## What you should do
Scan the material for the word "struct" and return every matching line.

──────────────────────────────

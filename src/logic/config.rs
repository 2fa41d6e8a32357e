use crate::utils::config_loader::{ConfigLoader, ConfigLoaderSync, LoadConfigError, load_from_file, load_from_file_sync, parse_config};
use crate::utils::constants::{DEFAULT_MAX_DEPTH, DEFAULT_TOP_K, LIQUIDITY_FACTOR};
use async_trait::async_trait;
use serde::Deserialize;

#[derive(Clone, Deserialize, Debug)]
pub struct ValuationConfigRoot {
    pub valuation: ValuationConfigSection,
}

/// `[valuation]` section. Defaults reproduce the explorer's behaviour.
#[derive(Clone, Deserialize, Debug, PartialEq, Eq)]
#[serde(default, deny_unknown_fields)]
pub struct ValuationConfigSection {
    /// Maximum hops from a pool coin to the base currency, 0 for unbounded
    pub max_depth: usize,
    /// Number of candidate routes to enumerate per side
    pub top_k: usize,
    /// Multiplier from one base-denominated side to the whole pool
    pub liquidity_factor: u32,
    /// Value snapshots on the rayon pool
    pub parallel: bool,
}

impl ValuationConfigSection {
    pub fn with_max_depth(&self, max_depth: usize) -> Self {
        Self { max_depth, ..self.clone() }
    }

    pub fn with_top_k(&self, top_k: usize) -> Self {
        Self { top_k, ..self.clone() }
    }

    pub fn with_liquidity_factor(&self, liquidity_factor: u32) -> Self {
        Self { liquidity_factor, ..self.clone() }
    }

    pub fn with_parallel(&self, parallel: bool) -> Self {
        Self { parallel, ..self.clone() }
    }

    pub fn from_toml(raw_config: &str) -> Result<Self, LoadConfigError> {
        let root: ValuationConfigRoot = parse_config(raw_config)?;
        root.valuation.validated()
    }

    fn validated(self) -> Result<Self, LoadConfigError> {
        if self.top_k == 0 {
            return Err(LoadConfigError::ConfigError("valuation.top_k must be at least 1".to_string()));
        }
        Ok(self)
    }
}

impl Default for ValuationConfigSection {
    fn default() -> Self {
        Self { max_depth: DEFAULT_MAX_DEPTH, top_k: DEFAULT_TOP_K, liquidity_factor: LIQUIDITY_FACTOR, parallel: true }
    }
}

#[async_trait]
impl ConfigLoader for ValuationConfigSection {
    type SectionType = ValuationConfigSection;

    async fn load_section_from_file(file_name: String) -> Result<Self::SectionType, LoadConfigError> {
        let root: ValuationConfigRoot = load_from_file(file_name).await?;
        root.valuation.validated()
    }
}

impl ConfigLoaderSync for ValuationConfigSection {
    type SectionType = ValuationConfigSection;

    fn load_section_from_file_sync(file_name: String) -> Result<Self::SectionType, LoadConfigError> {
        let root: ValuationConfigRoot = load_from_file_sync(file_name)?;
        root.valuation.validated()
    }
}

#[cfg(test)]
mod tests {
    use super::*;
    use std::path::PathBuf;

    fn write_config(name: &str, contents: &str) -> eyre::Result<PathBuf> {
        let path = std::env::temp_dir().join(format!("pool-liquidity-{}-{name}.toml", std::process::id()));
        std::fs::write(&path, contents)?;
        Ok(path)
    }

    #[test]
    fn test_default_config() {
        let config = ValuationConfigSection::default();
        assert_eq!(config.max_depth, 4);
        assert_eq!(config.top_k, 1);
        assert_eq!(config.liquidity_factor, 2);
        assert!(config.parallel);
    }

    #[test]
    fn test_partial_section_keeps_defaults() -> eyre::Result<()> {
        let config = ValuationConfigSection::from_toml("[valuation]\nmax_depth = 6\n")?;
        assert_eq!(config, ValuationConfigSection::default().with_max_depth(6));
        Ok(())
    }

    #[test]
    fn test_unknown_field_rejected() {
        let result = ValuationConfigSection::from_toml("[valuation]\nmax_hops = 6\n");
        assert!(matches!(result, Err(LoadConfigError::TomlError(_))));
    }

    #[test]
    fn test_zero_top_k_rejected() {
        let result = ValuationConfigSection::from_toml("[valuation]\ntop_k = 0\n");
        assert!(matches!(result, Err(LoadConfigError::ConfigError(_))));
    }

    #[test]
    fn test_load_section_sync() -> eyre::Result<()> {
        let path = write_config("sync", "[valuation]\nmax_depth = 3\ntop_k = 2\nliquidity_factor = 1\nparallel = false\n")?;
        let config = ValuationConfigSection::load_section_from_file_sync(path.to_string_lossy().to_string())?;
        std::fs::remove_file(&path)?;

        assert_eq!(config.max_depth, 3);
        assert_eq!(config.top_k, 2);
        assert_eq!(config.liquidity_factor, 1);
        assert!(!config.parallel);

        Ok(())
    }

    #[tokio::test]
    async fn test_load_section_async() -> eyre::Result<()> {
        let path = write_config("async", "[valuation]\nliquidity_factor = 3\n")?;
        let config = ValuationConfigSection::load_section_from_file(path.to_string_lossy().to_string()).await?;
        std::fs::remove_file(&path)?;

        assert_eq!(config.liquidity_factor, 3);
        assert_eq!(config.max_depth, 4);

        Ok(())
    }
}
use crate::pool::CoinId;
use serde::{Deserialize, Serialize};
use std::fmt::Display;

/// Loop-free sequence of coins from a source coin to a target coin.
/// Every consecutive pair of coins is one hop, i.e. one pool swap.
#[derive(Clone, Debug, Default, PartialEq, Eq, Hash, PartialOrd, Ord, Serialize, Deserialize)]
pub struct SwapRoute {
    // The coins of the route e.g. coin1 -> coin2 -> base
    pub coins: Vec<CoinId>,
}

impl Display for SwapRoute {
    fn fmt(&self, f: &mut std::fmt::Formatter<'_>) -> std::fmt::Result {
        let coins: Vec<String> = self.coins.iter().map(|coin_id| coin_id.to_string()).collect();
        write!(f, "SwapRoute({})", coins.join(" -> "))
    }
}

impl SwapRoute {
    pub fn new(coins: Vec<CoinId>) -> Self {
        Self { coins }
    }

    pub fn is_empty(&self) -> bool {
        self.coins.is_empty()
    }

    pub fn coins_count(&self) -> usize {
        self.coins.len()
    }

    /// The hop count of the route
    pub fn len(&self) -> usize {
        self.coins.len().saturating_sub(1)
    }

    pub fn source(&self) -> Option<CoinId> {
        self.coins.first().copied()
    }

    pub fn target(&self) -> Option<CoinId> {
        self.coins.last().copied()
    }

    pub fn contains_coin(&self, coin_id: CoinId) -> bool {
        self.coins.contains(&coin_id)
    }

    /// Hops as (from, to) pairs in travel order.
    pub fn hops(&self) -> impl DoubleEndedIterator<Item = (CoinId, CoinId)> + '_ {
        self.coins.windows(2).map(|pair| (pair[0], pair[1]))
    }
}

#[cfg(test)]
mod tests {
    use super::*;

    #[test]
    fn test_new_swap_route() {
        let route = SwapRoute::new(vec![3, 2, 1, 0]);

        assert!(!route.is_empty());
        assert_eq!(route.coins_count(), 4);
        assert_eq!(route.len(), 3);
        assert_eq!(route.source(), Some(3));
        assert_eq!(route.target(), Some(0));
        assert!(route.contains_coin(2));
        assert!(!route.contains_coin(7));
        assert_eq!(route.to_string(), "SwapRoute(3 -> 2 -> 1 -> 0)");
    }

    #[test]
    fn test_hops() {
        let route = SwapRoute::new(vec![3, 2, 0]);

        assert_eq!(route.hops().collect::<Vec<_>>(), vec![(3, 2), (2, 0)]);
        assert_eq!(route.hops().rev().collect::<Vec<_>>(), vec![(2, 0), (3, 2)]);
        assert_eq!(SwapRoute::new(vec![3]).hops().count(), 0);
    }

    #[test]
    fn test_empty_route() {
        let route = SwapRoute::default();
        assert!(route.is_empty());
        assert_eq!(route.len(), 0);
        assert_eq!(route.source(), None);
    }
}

──────────────────────────────

## Your solution
pub struct ValuationConfigRoot {
pub struct ValuationConfigSection {
pub struct SwapRoute {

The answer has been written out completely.